§ Exercise goal: What lines in the records below include the word "ErrorKind"? Return each one.

§ Records supplied:
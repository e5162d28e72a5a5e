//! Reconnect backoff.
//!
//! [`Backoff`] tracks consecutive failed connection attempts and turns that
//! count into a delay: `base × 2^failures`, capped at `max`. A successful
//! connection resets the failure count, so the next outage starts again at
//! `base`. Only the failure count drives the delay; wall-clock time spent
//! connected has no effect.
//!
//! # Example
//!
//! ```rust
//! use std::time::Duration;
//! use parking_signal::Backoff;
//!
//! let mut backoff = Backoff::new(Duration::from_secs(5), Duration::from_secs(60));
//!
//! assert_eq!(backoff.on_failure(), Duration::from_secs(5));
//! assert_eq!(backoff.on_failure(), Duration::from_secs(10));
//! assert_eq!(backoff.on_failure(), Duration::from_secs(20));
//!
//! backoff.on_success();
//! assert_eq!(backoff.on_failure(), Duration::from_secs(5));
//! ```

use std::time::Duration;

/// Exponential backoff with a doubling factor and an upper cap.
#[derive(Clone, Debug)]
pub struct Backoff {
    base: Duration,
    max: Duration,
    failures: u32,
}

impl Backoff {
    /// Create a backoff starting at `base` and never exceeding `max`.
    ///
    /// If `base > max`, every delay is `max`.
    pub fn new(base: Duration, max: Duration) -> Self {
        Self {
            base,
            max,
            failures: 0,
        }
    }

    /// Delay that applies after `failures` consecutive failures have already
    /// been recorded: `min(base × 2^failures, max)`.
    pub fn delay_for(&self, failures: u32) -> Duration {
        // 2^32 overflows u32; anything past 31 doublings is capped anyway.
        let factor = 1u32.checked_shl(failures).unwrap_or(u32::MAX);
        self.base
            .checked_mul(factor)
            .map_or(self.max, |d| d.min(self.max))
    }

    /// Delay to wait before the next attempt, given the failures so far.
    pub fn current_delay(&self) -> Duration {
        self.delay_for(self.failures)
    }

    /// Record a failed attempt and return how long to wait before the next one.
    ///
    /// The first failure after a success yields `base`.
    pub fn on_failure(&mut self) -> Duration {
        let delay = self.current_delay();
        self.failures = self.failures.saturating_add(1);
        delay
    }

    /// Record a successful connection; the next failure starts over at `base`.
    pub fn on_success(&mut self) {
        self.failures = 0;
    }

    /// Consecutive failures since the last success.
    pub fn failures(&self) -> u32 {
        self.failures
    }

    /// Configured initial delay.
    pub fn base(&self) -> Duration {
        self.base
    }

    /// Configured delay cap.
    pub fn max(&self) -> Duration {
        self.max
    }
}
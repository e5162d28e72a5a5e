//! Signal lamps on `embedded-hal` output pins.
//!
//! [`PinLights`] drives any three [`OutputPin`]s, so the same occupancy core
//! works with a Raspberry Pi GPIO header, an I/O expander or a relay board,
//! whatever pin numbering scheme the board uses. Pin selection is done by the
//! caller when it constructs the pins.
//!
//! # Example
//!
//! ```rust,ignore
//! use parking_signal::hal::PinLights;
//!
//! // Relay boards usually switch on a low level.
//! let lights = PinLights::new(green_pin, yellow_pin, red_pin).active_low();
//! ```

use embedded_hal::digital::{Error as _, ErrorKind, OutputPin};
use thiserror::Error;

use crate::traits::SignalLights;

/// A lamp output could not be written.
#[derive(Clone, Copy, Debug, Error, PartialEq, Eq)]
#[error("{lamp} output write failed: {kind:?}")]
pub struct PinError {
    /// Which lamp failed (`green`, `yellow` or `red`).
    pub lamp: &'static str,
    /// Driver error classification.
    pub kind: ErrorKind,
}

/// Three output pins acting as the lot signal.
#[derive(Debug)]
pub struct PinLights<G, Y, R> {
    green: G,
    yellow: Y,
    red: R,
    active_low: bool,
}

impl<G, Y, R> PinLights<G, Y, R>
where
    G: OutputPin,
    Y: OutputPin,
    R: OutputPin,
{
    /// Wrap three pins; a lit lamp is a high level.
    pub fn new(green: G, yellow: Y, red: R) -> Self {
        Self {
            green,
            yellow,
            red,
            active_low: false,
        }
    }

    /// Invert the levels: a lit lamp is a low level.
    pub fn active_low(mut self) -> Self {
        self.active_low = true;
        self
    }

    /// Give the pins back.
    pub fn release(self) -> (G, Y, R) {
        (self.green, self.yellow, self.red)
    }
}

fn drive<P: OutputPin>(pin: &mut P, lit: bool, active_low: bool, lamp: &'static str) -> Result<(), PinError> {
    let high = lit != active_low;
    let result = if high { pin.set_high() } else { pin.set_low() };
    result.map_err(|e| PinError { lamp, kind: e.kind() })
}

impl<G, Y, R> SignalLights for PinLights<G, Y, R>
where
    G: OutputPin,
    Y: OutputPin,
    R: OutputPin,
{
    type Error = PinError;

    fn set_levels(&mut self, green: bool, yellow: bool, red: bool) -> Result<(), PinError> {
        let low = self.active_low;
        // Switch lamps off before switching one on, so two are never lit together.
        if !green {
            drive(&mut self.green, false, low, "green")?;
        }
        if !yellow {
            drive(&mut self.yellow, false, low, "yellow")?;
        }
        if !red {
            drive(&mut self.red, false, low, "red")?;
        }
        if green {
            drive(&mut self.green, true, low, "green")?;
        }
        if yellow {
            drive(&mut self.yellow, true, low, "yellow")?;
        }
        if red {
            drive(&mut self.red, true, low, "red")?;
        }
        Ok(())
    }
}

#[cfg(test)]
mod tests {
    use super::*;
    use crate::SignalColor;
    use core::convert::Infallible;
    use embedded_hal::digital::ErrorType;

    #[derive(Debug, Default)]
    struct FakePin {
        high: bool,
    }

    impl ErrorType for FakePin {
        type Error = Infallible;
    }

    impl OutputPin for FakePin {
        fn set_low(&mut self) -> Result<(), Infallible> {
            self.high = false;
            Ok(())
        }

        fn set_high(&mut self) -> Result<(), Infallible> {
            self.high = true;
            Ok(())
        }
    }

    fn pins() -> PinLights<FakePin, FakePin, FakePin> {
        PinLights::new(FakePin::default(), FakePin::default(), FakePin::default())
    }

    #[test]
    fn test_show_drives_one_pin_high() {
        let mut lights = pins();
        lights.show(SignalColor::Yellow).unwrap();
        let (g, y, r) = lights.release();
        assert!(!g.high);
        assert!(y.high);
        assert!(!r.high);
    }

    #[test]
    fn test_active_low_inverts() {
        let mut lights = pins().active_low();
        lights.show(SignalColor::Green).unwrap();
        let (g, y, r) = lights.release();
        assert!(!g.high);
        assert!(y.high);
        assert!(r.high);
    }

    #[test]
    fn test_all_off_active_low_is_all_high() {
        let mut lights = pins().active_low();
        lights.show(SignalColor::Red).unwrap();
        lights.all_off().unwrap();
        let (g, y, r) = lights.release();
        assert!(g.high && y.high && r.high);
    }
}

§ Answer for this exercise:
use embedded_hal::digital::{Error as _, ErrorKind, OutputPin};
    pub kind: ErrorKind,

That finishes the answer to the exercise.